What is expected: Which lines of the data below hold "LoadedBody"? Copy each of them.

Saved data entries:
BEGIN
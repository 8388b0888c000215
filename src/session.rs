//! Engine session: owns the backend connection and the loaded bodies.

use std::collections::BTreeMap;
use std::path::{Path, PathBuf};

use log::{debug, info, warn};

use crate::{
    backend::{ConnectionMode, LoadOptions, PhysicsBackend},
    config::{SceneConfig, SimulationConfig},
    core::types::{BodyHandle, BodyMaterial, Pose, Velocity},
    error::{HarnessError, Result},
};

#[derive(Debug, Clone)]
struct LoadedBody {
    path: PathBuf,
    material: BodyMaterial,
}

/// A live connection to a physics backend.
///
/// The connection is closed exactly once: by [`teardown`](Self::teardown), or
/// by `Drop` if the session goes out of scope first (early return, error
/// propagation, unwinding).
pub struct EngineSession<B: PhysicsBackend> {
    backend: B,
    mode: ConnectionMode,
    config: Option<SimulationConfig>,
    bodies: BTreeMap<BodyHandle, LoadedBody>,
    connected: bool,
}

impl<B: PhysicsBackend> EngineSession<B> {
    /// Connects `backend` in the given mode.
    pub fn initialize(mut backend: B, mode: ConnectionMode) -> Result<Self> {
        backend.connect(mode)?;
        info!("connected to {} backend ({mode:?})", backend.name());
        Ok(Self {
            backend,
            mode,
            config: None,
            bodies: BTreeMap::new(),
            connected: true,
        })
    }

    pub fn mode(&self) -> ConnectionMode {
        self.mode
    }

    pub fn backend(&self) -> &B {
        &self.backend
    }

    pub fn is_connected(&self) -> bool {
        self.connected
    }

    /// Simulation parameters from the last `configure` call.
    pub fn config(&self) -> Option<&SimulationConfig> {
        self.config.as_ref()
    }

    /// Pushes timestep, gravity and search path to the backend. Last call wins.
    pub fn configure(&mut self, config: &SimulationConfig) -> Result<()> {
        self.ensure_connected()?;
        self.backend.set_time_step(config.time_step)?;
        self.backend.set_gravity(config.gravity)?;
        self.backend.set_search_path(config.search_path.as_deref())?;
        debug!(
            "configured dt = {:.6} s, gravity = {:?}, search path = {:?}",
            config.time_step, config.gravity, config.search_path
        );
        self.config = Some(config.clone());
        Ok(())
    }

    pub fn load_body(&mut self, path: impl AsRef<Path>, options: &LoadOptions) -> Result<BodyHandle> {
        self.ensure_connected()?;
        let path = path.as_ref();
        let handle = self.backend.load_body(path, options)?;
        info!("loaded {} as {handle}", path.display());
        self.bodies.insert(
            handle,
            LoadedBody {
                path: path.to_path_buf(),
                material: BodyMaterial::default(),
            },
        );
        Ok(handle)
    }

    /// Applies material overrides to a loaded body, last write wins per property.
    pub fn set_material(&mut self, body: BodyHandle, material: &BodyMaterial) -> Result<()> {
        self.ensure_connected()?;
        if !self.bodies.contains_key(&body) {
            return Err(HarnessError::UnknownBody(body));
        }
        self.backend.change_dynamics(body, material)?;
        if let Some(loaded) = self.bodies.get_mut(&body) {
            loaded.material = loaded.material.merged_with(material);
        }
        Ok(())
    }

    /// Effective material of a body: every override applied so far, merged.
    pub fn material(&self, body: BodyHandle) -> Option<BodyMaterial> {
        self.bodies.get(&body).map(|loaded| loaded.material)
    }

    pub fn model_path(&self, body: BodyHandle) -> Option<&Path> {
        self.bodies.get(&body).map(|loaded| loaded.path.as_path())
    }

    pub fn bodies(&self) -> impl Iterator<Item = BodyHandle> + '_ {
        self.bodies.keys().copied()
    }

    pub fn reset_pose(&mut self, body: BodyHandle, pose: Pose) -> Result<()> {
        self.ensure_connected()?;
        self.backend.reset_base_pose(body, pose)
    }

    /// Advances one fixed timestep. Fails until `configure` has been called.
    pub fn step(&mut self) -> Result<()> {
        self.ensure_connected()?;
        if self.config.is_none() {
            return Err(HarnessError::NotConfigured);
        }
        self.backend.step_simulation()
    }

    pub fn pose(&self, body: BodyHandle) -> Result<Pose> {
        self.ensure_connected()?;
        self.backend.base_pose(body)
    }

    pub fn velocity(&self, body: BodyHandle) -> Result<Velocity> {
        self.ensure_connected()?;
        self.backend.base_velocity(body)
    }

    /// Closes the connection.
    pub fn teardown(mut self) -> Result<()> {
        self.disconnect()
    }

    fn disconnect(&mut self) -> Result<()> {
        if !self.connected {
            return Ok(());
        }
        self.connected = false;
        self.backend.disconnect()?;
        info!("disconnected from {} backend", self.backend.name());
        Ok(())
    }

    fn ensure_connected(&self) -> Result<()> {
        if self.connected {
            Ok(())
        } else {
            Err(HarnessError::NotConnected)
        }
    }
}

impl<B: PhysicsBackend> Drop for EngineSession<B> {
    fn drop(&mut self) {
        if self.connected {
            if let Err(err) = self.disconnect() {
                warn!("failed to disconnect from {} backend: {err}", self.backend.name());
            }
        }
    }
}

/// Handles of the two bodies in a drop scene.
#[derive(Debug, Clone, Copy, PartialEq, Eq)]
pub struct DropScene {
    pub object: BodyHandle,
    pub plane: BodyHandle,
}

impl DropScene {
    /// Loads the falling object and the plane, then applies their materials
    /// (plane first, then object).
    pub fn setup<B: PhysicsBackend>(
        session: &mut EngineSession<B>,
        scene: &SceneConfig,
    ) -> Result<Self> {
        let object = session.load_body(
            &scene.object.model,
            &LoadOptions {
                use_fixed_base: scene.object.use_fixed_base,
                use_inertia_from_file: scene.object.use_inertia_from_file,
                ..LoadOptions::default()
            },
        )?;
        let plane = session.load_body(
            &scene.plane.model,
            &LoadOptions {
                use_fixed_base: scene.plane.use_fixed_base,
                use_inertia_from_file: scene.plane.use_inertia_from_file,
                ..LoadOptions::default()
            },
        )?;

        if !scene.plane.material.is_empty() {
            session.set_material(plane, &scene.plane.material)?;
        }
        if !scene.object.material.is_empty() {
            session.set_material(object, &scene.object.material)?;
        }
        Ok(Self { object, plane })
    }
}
END
BEGIN
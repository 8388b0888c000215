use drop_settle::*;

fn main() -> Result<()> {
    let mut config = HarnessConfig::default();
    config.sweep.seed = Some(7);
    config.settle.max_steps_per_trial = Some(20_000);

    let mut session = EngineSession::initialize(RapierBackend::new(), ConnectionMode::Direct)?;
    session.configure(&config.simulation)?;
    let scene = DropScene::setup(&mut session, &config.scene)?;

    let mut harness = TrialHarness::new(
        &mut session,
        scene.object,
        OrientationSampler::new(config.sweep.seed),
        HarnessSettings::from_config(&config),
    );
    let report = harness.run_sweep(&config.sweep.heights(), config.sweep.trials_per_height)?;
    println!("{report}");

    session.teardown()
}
END
Your response:
struct LoadedBody {
    bodies: BTreeMap<BodyHandle, LoadedBody>,
            LoadedBody {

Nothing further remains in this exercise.